_Your instructions_
Copy out the entries below exactly as they stand, but only from the line containing "filename src/main.rs" through the line containing "use std::time::Duration;".
___ Material shown
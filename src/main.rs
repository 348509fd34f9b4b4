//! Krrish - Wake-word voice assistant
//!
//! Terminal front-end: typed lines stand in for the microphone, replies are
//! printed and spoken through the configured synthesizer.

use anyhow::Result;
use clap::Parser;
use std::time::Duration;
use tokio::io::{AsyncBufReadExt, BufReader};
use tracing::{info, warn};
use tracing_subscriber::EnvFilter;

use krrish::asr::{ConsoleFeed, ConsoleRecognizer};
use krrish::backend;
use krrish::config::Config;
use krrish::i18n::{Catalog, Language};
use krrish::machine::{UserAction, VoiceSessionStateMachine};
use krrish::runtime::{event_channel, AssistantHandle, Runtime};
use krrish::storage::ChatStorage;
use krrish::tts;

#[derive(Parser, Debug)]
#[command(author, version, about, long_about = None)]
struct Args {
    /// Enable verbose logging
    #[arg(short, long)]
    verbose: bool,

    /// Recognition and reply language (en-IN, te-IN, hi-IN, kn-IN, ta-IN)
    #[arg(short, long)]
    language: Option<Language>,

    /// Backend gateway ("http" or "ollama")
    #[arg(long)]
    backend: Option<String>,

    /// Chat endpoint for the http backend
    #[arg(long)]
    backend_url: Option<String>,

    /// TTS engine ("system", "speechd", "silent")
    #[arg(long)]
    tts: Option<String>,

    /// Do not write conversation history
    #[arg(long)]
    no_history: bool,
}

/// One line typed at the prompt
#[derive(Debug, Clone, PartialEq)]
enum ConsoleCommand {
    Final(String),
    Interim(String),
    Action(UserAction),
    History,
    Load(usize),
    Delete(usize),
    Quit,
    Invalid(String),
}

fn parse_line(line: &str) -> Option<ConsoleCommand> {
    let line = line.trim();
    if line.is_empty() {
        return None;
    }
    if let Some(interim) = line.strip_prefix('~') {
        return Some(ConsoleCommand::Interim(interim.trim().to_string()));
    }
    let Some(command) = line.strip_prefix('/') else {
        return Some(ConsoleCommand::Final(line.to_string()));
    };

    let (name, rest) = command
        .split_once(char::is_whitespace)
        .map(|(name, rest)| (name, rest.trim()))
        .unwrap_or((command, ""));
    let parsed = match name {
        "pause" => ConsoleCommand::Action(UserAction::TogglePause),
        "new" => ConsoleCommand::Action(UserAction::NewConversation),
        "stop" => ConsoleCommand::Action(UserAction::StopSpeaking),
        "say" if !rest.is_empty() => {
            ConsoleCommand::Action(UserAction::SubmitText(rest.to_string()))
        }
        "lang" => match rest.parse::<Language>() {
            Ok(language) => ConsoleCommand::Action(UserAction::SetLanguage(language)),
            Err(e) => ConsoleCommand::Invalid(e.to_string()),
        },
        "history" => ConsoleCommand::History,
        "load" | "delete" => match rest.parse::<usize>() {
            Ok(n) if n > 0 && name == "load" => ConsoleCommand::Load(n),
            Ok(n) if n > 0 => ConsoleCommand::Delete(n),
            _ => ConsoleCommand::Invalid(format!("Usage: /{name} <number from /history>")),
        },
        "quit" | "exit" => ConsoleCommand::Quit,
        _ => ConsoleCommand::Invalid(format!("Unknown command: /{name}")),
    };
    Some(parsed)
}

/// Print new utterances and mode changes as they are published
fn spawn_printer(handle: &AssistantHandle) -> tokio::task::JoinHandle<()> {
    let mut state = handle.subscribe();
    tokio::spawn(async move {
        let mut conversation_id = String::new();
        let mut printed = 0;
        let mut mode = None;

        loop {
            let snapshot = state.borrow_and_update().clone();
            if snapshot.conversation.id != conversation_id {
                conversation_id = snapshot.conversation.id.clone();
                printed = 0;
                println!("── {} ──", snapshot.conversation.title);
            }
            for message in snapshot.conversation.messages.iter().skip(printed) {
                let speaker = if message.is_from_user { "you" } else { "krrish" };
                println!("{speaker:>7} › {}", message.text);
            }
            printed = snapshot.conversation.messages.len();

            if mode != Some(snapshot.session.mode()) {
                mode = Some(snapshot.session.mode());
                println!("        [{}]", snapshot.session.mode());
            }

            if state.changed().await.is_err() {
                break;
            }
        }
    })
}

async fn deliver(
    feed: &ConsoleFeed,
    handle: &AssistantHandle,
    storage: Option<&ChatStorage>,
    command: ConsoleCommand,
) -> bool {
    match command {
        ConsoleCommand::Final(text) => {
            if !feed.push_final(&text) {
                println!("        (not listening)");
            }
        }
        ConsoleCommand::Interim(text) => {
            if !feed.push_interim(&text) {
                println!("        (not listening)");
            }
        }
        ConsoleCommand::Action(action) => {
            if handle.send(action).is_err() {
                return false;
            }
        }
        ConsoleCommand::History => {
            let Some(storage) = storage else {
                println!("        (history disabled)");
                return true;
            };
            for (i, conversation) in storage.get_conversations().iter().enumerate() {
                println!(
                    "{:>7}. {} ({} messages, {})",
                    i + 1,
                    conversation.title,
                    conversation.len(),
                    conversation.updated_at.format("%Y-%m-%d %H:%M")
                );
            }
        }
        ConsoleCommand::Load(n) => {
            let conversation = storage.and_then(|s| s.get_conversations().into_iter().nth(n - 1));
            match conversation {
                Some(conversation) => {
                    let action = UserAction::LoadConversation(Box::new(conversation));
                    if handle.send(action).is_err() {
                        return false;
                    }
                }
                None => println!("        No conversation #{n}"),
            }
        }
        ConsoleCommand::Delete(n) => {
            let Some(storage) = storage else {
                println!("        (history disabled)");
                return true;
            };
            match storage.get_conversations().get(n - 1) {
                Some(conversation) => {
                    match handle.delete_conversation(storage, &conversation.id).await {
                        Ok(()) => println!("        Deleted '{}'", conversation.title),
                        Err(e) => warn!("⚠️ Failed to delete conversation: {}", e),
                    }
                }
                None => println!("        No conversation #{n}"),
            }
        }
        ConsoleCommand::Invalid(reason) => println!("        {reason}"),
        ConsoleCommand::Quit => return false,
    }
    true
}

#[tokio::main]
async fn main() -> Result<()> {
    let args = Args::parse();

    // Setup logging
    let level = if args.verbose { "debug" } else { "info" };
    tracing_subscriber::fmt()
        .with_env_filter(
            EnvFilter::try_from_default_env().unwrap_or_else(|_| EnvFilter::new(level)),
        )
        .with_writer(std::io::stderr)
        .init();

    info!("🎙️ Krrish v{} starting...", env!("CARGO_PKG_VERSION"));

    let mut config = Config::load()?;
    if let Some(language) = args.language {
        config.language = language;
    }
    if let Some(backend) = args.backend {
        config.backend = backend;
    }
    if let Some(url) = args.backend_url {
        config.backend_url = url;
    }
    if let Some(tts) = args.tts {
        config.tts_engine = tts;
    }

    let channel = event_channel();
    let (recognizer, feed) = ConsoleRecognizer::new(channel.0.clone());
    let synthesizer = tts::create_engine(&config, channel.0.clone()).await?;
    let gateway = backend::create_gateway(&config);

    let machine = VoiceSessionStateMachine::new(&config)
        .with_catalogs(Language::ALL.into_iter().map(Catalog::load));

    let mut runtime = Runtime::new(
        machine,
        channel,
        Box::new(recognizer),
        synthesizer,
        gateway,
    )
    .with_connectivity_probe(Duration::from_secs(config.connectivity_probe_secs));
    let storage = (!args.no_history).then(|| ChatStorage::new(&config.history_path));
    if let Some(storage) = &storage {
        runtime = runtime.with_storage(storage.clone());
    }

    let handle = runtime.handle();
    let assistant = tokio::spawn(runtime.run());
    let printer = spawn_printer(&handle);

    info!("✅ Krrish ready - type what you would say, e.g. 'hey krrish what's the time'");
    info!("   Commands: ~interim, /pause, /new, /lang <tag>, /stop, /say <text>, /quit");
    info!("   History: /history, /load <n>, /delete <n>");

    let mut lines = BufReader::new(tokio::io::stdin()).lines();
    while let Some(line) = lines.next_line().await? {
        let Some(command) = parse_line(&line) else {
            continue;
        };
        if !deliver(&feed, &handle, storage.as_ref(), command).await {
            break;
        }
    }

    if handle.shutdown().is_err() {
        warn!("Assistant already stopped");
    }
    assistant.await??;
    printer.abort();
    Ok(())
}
______
___ Material shown
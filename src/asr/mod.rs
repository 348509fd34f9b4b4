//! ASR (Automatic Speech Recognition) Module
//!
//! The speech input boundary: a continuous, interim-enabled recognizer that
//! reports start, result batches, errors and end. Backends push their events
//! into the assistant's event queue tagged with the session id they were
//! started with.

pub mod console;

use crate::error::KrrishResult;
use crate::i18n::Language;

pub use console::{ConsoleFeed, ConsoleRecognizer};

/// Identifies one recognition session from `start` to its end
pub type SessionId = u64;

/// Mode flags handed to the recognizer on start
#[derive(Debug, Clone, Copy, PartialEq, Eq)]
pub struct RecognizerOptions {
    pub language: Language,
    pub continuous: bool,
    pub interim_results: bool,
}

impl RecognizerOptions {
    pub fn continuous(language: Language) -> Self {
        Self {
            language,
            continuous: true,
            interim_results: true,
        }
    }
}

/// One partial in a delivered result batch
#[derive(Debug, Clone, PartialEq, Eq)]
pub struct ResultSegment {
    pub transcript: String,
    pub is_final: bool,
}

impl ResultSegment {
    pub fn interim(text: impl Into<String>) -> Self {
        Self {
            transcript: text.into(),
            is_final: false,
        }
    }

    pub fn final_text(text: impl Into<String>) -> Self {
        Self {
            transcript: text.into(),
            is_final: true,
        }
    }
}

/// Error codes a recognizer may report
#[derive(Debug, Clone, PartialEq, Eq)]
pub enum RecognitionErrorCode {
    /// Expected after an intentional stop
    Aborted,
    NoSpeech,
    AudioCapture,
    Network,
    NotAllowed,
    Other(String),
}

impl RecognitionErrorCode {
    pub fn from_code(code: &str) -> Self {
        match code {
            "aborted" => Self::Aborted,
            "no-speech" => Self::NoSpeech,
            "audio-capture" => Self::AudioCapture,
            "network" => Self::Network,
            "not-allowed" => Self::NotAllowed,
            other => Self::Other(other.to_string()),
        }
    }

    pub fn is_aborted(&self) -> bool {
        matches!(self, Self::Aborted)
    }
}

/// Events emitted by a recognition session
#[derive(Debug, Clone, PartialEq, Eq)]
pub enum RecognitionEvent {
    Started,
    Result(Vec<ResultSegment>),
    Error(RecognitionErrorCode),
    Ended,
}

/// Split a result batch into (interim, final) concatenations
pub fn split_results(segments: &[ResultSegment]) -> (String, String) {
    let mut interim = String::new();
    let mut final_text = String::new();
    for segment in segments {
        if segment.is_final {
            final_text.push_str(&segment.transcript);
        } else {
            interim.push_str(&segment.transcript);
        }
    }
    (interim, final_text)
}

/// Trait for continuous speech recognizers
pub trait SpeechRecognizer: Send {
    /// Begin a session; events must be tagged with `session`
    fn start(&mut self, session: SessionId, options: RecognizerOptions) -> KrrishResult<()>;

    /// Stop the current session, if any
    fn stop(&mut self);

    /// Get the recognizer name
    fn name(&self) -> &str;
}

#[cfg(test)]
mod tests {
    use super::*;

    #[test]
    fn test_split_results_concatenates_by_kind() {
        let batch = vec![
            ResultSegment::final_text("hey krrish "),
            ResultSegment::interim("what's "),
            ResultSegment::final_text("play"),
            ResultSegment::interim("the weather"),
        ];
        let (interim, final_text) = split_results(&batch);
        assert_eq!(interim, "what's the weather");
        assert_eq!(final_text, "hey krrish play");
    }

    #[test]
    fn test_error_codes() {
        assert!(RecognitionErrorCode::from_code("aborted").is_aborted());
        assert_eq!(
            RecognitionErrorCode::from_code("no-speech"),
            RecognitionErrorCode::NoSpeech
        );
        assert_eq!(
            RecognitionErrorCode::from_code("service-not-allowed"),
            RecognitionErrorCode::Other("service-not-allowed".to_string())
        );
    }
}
______
___ Material shown
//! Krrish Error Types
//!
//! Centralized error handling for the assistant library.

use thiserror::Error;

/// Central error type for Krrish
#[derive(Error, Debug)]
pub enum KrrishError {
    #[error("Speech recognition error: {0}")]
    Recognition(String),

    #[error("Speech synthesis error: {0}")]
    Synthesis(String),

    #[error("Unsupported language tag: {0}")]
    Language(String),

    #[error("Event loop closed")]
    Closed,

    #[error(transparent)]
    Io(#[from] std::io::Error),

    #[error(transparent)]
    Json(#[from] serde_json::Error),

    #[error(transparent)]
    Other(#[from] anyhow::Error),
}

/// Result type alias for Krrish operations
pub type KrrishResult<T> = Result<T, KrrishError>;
______
_Answer to this exercise_
filename src/main.rs
repository 348509fd34f9b4b4
//! Krrish - Wake-word voice assistant
//!
//! Terminal front-end: typed lines stand in for the microphone, replies are
//! printed and spoken through the configured synthesizer.

use anyhow::Result;
use clap::Parser;
use std::time::Duration;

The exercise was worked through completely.